Oxygen-sensing by ion channels and mitochondrial function in carotid body glomus cells.

Carotid body glomus cells release transmitters in response to hypoxia due to the increase of excitability resulting from inhibition of O2-regulated K+ channels. The mechanisms involved in the detection of changes of O2 tension are unknown. Inhibition of the mitochondrial electron transport chain (ETC) at proximal and distal complexes induces external Ca(2+)-dependent catecholamine secretion. At saturating concentration of the ETC inhibitors, the cellular response to hypoxia is maintained. However, rotenone, a complex I blocker, selectively occludes the responsiveness to hypoxia of glomus cells in a dose-dependent manner. The effect of rotenone is not mimicked by complex I inhibitors acting on different sites. We have also generated a knock-out mouse lacking SDHD, the small membrane-anchoring protein of the succinate dehydrogenase (complex II) of the mitochondrial electron transport chain. Homozygous Sdhd(-/-) animals die at early embryonic stages. Heterozygous Sdhd(+/-) mice show a general, non-compensated, deficiency of complex II activity, and abnormal enhancement of resting carotid body secretion rate due to decrease of K+ conductance and persistent Ca2+ influx into glomus cells.

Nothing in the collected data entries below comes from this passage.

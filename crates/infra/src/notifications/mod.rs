//! Notification pipeline: payloads, templates, the mail transport, the
//! email-channel handler and the producer used by the request path.

pub mod handler;
pub mod mailer;
pub mod payload;
pub mod producer;
pub mod templates;

pub use handler::{MailSettings, NotificationHandler};
pub use mailer::{DeliveryId, MailError, Mailer, OutboundEmail, ResendMailer};
pub use payload::{EmailPayload, TemplateData};
pub use producer::NotificationProducer;
pub use templates::{RenderedEmail, render};
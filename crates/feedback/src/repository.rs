//! Storage collaborator contract for feedback records.

use std::collections::HashMap;
use std::sync::Mutex;

use async_trait::async_trait;
use chrono::Utc;

use echoboard_core::FeedbackId;

use crate::record::FeedbackRecord;
use crate::status::FeedbackStatus;

/// Repository error.
#[derive(Debug, Clone, thiserror::Error)]
pub enum RepositoryError {
    #[error("feedback not found: {0}")]
    NotFound(FeedbackId),
    #[error("storage error: {0}")]
    Storage(String),
}

/// Read/update access to feedback records, implemented by the application's
/// storage layer.
#[async_trait]
pub trait FeedbackRepository: Send + Sync {
    async fn find(&self, id: FeedbackId) -> Result<Option<FeedbackRecord>, RepositoryError>;

    async fn get_status(&self, id: FeedbackId) -> Result<FeedbackStatus, RepositoryError> {
        self.find(id)
            .await?
            .map(|record| record.status)
            .ok_or(RepositoryError::NotFound(id))
    }

    /// Persist a new status and return the updated record.
    async fn set_status(
        &self,
        id: FeedbackId,
        status: FeedbackStatus,
    ) -> Result<FeedbackRecord, RepositoryError>;
}

/// In-memory repository for tests/dev.
#[derive(Debug, Default)]
pub struct InMemoryFeedbackRepository {
    records: Mutex<HashMap<FeedbackId, FeedbackRecord>>,
}

impl InMemoryFeedbackRepository {
    pub fn new() -> Self {
        Self::default()
    }

    pub fn insert(&self, record: FeedbackRecord) -> Result<(), RepositoryError> {
        let mut records = self
            .records
            .lock()
            .map_err(|_| RepositoryError::Storage("lock poisoned".to_string()))?;
        records.insert(record.id, record);
        Ok(())
    }
}

#[async_trait]
impl FeedbackRepository for InMemoryFeedbackRepository {
    async fn find(&self, id: FeedbackId) -> Result<Option<FeedbackRecord>, RepositoryError> {
        let records = self
            .records
            .lock()
            .map_err(|_| RepositoryError::Storage("lock poisoned".to_string()))?;
        Ok(records.get(&id).cloned())
    }

    async fn set_status(
        &self,
        id: FeedbackId,
        status: FeedbackStatus,
    ) -> Result<FeedbackRecord, RepositoryError> {
        let mut records = self
            .records
            .lock()
            .map_err(|_| RepositoryError::Storage("lock poisoned".to_string()))?;
        let record = records.get_mut(&id).ok_or(RepositoryError::NotFound(id))?;
        record.status = status;
        record.updated_at = Some(Utc::now());
        Ok(record.clone())
    }
}

#[cfg(test)]
mod tests {
    use super::*;
    use crate::record::{Author, Rating};
    use echoboard_core::UserId;

    fn record() -> FeedbackRecord {
        let author = Author {
            id: UserId::new(),
            name: "Grace".to_string(),
            email: "grace@example.com".to_string(),
        };
        FeedbackRecord::new(author, "Search", "Add search", Rating::new(5).unwrap()).unwrap()
    }

    #[tokio::test]
    async fn set_status_updates_record_and_timestamp() {
        let repo = InMemoryFeedbackRepository::new();
        let record = record();
        let id = record.id;
        repo.insert(record).unwrap();

        let updated = repo.set_status(id, FeedbackStatus::Approved).await.unwrap();
        assert_eq!(updated.status, FeedbackStatus::Approved);
        assert!(updated.updated_at.is_some());
        assert_eq!(repo.get_status(id).await.unwrap(), FeedbackStatus::Approved);
    }

    #[tokio::test]
    async fn unknown_ids_are_not_found() {
        let repo = InMemoryFeedbackRepository::new();
        let id = FeedbackId::new();
        assert!(matches!(
            repo.get_status(id).await,
            Err(RepositoryError::NotFound(missing)) if missing == id
        ));
    }
}
//! Tracing and logging setup shared by the EchoBoard binaries.

/// Tracing configuration (filters, output format).
pub mod tracing;

pub use crate::tracing::LogSettings;

/// Initialize process-wide logging.
///
/// Safe to call multiple times; subsequent calls are no-ops.
pub fn init(settings: &LogSettings) {
    tracing::init(settings);
}
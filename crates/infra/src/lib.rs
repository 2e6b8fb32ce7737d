//! `echoboard-infra`: background job infrastructure.
//!
//! Durable per-channel job queues, worker pools with retry/backoff, a health
//! monitor that rebuilds workers after backend outages, cron-driven
//! recurring jobs, and transactional email delivery.

pub mod config;
pub mod feedback;
pub mod health;
pub mod jobs;
pub mod maintenance;
pub mod notifications;
pub mod scheduling;
pub mod service;
pub mod workers;

#[cfg(test)]
pub(crate) mod testing;


pub use config::{ConfigError, RedisConfig, WorkerConfig};
pub use feedback::{FeedbackStatusUpdater, StatusUpdate, UpdateError};
pub use health::{HealthMonitor, HealthMonitorConfig, HealthState};
pub use maintenance::{
    LoggingMaintenance, MaintenanceRoutines, ReminderAudience, ReminderRecipient,
    ScheduledTaskHandler, StaticReminderAudience,
};
pub use scheduling::{RecurringSchedule, RecurringScheduler, SchedulerError};
pub use service::{QueueService, QueueStats, ServiceCollaborators};
//! `echoboard-core`: domain foundation building blocks.
//!
//! This crate contains **pure domain** primitives (no infrastructure concerns).

pub mod clock;
pub mod error;
pub mod id;

pub use clock::{Clock, ManualClock, SystemClock};
pub use error::{DomainError, DomainResult};
pub use id::{FeedbackId, UserId};
#[async_trait]
impl JobStore for RedisJobStore {
    #[instrument(skip(self, job), fields(channel = %job.channel, job_id = %job.id), err)]
    async fn push(&self, job: Job) -> Result<(), StoreError> {
        let keys = self.keys(job.channel);
        let id = job.id.to_string();
        let json = encode(&job)?;
        let mut conn = self.connection().await?;

        let mut pipe = redis::pipe();
        pipe.atomic().cmd("HSET").arg(&keys.jobs).arg(&id).arg(json).ignore();
        match (job.state, job.ready_at) {
            (JobState::Delayed, Some(ready_at)) => {
                pipe.cmd("ZADD")
                    .arg(&keys.delayed)
                    .arg(ready_at.timestamp_millis())
                    .arg(&id)
                    .ignore();
            }
            _ => {
                pipe.cmd("LPUSH").arg(&keys.waiting).arg(&id).ignore();
            }
        }

        pipe.query_async::<_, ()>(&mut conn)
            .await
            .map_err(map_redis_err)
    }

    async fn claim_next(
        &self,
        channel: Channel,
        now: DateTime<Utc>,
    ) -> Result<Option<Job>, StoreError> {
        let keys = self.keys(channel);
        let mut conn = self.connection().await?;

        let claimed: Option<String> = self
            .claim_script
            .key(&keys.delayed)
            .key(&keys.waiting)
            .key(&keys.active)
            .arg(now.timestamp_millis())
            .invoke_async(&mut conn)
            .await
            .map_err(map_redis_err)?;
        let Some(id) = claimed else {
            return Ok(None);
        };

        let Some(mut job) = self.load(&mut conn, &keys, &id).await? else {
            warn!(%channel, job_id = %id, "claimed id has no job record; dropping");
            let _: i64 = redis::cmd("LREM")
                .arg(&keys.active)
                .arg(1)
                .arg(&id)
                .query_async(&mut conn)
                .await
                .map_err(map_redis_err)?;
            return Ok(None);
        };

        job.mark_active(now);
        let _: i64 = redis::cmd("HSET")
            .arg(&keys.jobs)
            .arg(&id)
            .arg(encode(&job)?)
            .query_async(&mut conn)
            .await
            .map_err(map_redis_err)?;
        Ok(Some(job))
    }

    async fn complete(&self, job: &Job, keep: usize) -> Result<(), StoreError> {
        let keys = self.keys(job.channel);
        self.finish(job, &keys.completed, keep).await
    }

    async fn reschedule(&self, job: &Job) -> Result<(), StoreError> {
        let keys = self.keys(job.channel);
        let mut conn = self.connection().await?;
        let ready_at = job.ready_at.unwrap_or(job.updated_at).timestamp_millis();

        let moved: i64 = self
            .reschedule_script
            .key(&keys.active)
            .key(&keys.jobs)
            .key(&keys.delayed)
            .arg(job.id.to_string())
            .arg(encode(job)?)
            .arg(ready_at)
            .invoke_async(&mut conn)
            .await
            .map_err(map_redis_err)?;

        if moved < 0 {
            return Err(StoreError::NotActive(job.id));
        }
        Ok(())
    }

    async fn fail(&self, job: &Job, keep: usize) -> Result<(), StoreError> {
        let keys = self.keys(job.channel);
        self.finish(job, &keys.failed, keep).await
    }

    async fn get(&self, channel: Channel, id: JobId) -> Result<Option<Job>, StoreError> {
        let keys = self.keys(channel);
        let mut conn = self.connection().await?;
        self.load(&mut conn, &keys, &id.to_string()).await
    }

    async fn counts(&self, channel: Channel) -> Result<JobCounts, StoreError> {
        let keys = self.keys(channel);
        let mut conn = self.connection().await?;

        let (waiting, active, completed, failed, delayed): (usize, usize, usize, usize, usize) =
            redis::pipe()
                .cmd("LLEN")
                .arg(&keys.waiting)
                .cmd("LLEN")
                .arg(&keys.active)
                .cmd("LLEN")
                .arg(&keys.completed)
                .cmd("LLEN")
                .arg(&keys.failed)
                .cmd("ZCARD")
                .arg(&keys.delayed)
                .query_async(&mut conn)
                .await
                .map_err(map_redis_err)?;

        Ok(JobCounts {
            waiting,
            active,
            completed,
            failed,
            delayed,
        })
    }

    async fn list(
        &self,
        channel: Channel,
        state: JobState,
        limit: usize,
    ) -> Result<Vec<Job>, StoreError> {
        if limit == 0 {
            return Ok(Vec::new());
        }
        let keys = self.keys(channel);
        let mut conn = self.connection().await?;
        let stop = limit as isize - 1;

        let ids: Vec<String> = match state {
            JobState::Waiting => {
                // Oldest first: the claim end is the right.
                let mut ids: Vec<String> = redis::cmd("LRANGE")
                    .arg(&keys.waiting)
                    .arg(-(limit as isize))
                    .arg(-1)
                    .query_async(&mut conn)
                    .await
                    .map_err(map_redis_err)?;
                ids.reverse();
                ids
            }
            JobState::Delayed => redis::cmd("ZRANGE")
                .arg(&keys.delayed)
                .arg(0)
                .arg(stop)
                .query_async(&mut conn)
                .await
                .map_err(map_redis_err)?,
            JobState::Active | JobState::Completed | JobState::Failed => {
                let list = match state {
                    JobState::Active => &keys.active,
                    JobState::Completed => &keys.completed,
                    _ => &keys.failed,
                };
                redis::cmd("LRANGE")
                    .arg(list)
                    .arg(0)
                    .arg(stop)
                    .query_async(&mut conn)
                    .await
                    .map_err(map_redis_err)?
            }
        };

        self.load_many(&mut conn, &keys, &ids).await
    }

    async fn requeue_active(
        &self,
        channel: Channel,
        now: DateTime<Utc>,
    ) -> Result<usize, StoreError> {
        let keys = self.keys(channel);
        let mut conn = self.connection().await?;

        // Newest claim on the left; pushing right-to-claim-end keeps the
        // oldest stalled job first in line.
        let ids: Vec<String> = redis::cmd("LRANGE")
            .arg(&keys.active)
            .arg(0)
            .arg(-1)
            .query_async(&mut conn)
            .await
            .map_err(map_redis_err)?;

        let mut recovered = 0;
        for id in &ids {
            let Some(mut job) = self.load(&mut conn, &keys, id).await? else {
                continue;
            };
            job.mark_stalled(now);

            let moved: i64 = self
                .requeue_script
                .key(&keys.active)
                .key(&keys.jobs)
                .key(&keys.waiting)
                .arg(id)
                .arg(encode(&job)?)
                .invoke_async(&mut conn)
                .await
                .map_err(map_redis_err)?;
            if moved >= 0 {
                recovered += 1;
            }
        }
        Ok(recovered)
    }

    async fn retry_failed(
        &self,
        channel: Channel,
        id: JobId,
        now: DateTime<Utc>,
    ) -> Result<Job, StoreError> {
        let keys = self.keys(channel);
        let mut conn = self.connection().await?;
        let raw_id = id.to_string();

        let removed: i64 = redis::cmd("LREM")
            .arg(&keys.failed)
            .arg(1)
            .arg(&raw_id)
            .query_async(&mut conn)
            .await
            .map_err(map_redis_err)?;

        let job = self.load(&mut conn, &keys, &raw_id).await?;
        let mut job = match (removed, job) {
            (0, Some(_)) => return Err(StoreError::NotFailed(id)),
            (_, None) => return Err(StoreError::NotFound(id)),
            (_, Some(job)) => job,
        };

        job.reset_for_replay(now);
        redis::pipe()
            .atomic()
            .cmd("HSET")
            .arg(&keys.jobs)
            .arg(&raw_id)
            .arg(encode(&job)?)
            .ignore()
            .cmd("LPUSH")
            .arg(&keys.waiting)
            .arg(&raw_id)
            .ignore()
            .query_async::<_, ()>(&mut conn)
            .await
            .map_err(map_redis_err)?;
        Ok(job)
    }

    async fn ping(&self) -> Result<(), StoreError> {
        let mut conn = self.connection().await?;
        let _: String = redis::cmd("PING")
            .query_async(&mut conn)
            .await
            .map_err(map_redis_err)?;
        Ok(())
    }

    #[instrument(skip(self), err)]
    async fn reconnect(&self) -> Result<(), StoreError> {
        let mut guard = self.conn.write().await;
        *guard = None;

        let mut conn = self.open().await?;
        let _: String = redis::cmd("PING")
            .query_async(&mut conn)
            .await
            .map_err(map_redis_err)?;
        *guard = Some(conn);
        info!("redis connection established");
        Ok(())
    }
}
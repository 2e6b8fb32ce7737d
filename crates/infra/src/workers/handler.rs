//! Handler contract for worker pools.

use std::collections::HashMap;
use std::sync::Arc;

use async_trait::async_trait;

use crate::jobs::{Channel, Job, QueueError};
use crate::notifications::MailError;

/// Handler failure. Always converted into a `nack` by the executor.
#[derive(Debug, Clone, thiserror::Error)]
pub enum HandlerError {
    #[error("invalid payload: {0}")]
    InvalidPayload(String),
    #[error("job kind {0} is not handled by this channel")]
    UnsupportedKind(&'static str),
    #[error(transparent)]
    Mail(#[from] MailError),
    #[error(transparent)]
    Queue(#[from] QueueError),
    #[error("{0}")]
    Failed(String),
}

/// Executes one attempt of a job.
#[async_trait]
pub trait JobHandler: Send + Sync {
    async fn handle(&self, job: &Job) -> Result<(), HandlerError>;
}

/// Handler bound to each channel. Reused verbatim on every pool rebuild.
#[derive(Clone, Default)]
pub struct HandlerRegistry {
    handlers: HashMap<Channel, Arc<dyn JobHandler>>,
}

impl std::fmt::Debug for HandlerRegistry {
    fn fmt(&self, f: &mut std::fmt::Formatter<'_>) -> std::fmt::Result {
        f.debug_struct("HandlerRegistry")
            .field("channels", &self.channels())
            .finish()
    }
}

impl HandlerRegistry {
    pub fn new() -> Self {
        Self::default()
    }

    /// Register the handler for a channel, replacing any previous binding.
    pub fn register(mut self, channel: Channel, handler: Arc<dyn JobHandler>) -> Self {
        self.handlers.insert(channel, handler);
        self
    }

    pub fn get(&self, channel: Channel) -> Option<Arc<dyn JobHandler>> {
        self.handlers.get(&channel).cloned()
    }

    /// Bound channels in a stable order.
    pub fn channels(&self) -> Vec<Channel> {
        let mut channels: Vec<_> = self.handlers.keys().copied().collect();
        channels.sort();
        channels
    }
}
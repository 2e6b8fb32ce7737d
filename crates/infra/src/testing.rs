//! Test doubles shared by unit and integration tests.

use std::sync::Mutex;
use std::sync::atomic::{AtomicBool, AtomicUsize, Ordering};

use async_trait::async_trait;
use chrono::{DateTime, Utc};
use tokio::sync::Notify;

use crate::jobs::{
    Channel, InMemoryJobStore, Job, JobCounts, JobId, JobState, JobStore, StoreError,
};
use crate::notifications::{DeliveryId, MailError, Mailer, OutboundEmail};

/// Records every message; optionally fails the first `n` sends.
#[derive(Debug, Default)]
pub struct RecordingMailer {
    sent: Mutex<Vec<OutboundEmail>>,
    failures_left: AtomicUsize,
    attempts: AtomicUsize,
}

impl RecordingMailer {
    pub fn failing(times: usize) -> Self {
        Self {
            failures_left: AtomicUsize::new(times),
            ..Self::default()
        }
    }

    /// Always fails.
    pub fn broken() -> Self {
        Self::failing(usize::MAX)
    }

    pub fn sent(&self) -> Vec<OutboundEmail> {
        self.sent.lock().unwrap().clone()
    }

    pub fn attempts(&self) -> usize {
        self.attempts.load(Ordering::SeqCst)
    }
}

#[async_trait]
impl Mailer for RecordingMailer {
    async fn send(&self, email: &OutboundEmail) -> Result<DeliveryId, MailError> {
        let attempt = self.attempts.fetch_add(1, Ordering::SeqCst) + 1;
        let failing = self
            .failures_left
            .fetch_update(Ordering::SeqCst, Ordering::SeqCst, |left| left.checked_sub(1))
            .is_ok();
        if failing {
            return Err(MailError::Transport("connection reset".to_string()));
        }

        self.sent.lock().unwrap().push(email.clone());
        Ok(DeliveryId(format!("msg_{attempt}")))
    }
}

/// In-memory store whose `ping` can hang forever (a black-holed backend) and
/// whose stalled-job recovery can be held until released.
#[derive(Debug, Default)]
pub struct StallingStore {
    inner: InMemoryJobStore,
    hang_ping: AtomicBool,
    hold_recovery: AtomicBool,
    released: Notify,
}

impl StallingStore {
    pub fn hang_ping(&self, hang: bool) {
        self.hang_ping.store(hang, Ordering::SeqCst);
    }

    pub fn hold_recovery(&self, hold: bool) {
        self.hold_recovery.store(hold, Ordering::SeqCst);
        if !hold {
            self.released.notify_waiters();
        }
    }
}

#[async_trait]
impl JobStore for StallingStore {
    async fn push(&self, job: Job) -> Result<(), StoreError> {
        self.inner.push(job).await
    }

    async fn claim_next(
        &self,
        channel: Channel,
        now: DateTime<Utc>,
    ) -> Result<Option<Job>, StoreError> {
        self.inner.claim_next(channel, now).await
    }

    async fn complete(&self, job: &Job, keep: usize) -> Result<(), StoreError> {
        self.inner.complete(job, keep).await
    }

    async fn reschedule(&self, job: &Job) -> Result<(), StoreError> {
        self.inner.reschedule(job).await
    }

    async fn fail(&self, job: &Job, keep: usize) -> Result<(), StoreError> {
        self.inner.fail(job, keep).await
    }

    async fn get(&self, channel: Channel, id: JobId) -> Result<Option<Job>, StoreError> {
        self.inner.get(channel, id).await
    }

    async fn counts(&self, channel: Channel) -> Result<JobCounts, StoreError> {
        self.inner.counts(channel).await
    }

    async fn list(
        &self,
        channel: Channel,
        state: JobState,
        limit: usize,
    ) -> Result<Vec<Job>, StoreError> {
        self.inner.list(channel, state, limit).await
    }

    async fn requeue_active(
        &self,
        channel: Channel,
        now: DateTime<Utc>,
    ) -> Result<usize, StoreError> {
        loop {
            let released = self.released.notified();
            if !self.hold_recovery.load(Ordering::SeqCst) {
                break;
            }
            released.await;
        }
        self.inner.requeue_active(channel, now).await
    }

    async fn retry_failed(
        &self,
        channel: Channel,
        id: JobId,
        now: DateTime<Utc>,
    ) -> Result<Job, StoreError> {
        self.inner.retry_failed(channel, id, now).await
    }

    async fn ping(&self) -> Result<(), StoreError> {
        if self.hang_ping.load(Ordering::SeqCst) {
            std::future::pending::<()>().await;
        }
        self.inner.ping().await
    }

    async fn reconnect(&self) -> Result<(), StoreError> {
        self.inner.reconnect().await
    }
}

However, responsiveness to hypoxia of carotid bodies from Sdhd(+/-) mice remains intact. These data strongly suggest that sensitivity to hypoxia of carotid body glomus cells is not linked in a simple way to mitochondrial electron flow. Nevertheless, it is possible that a rotenone-sensitive molecule critically participates in acute carotid body oxygen sensing.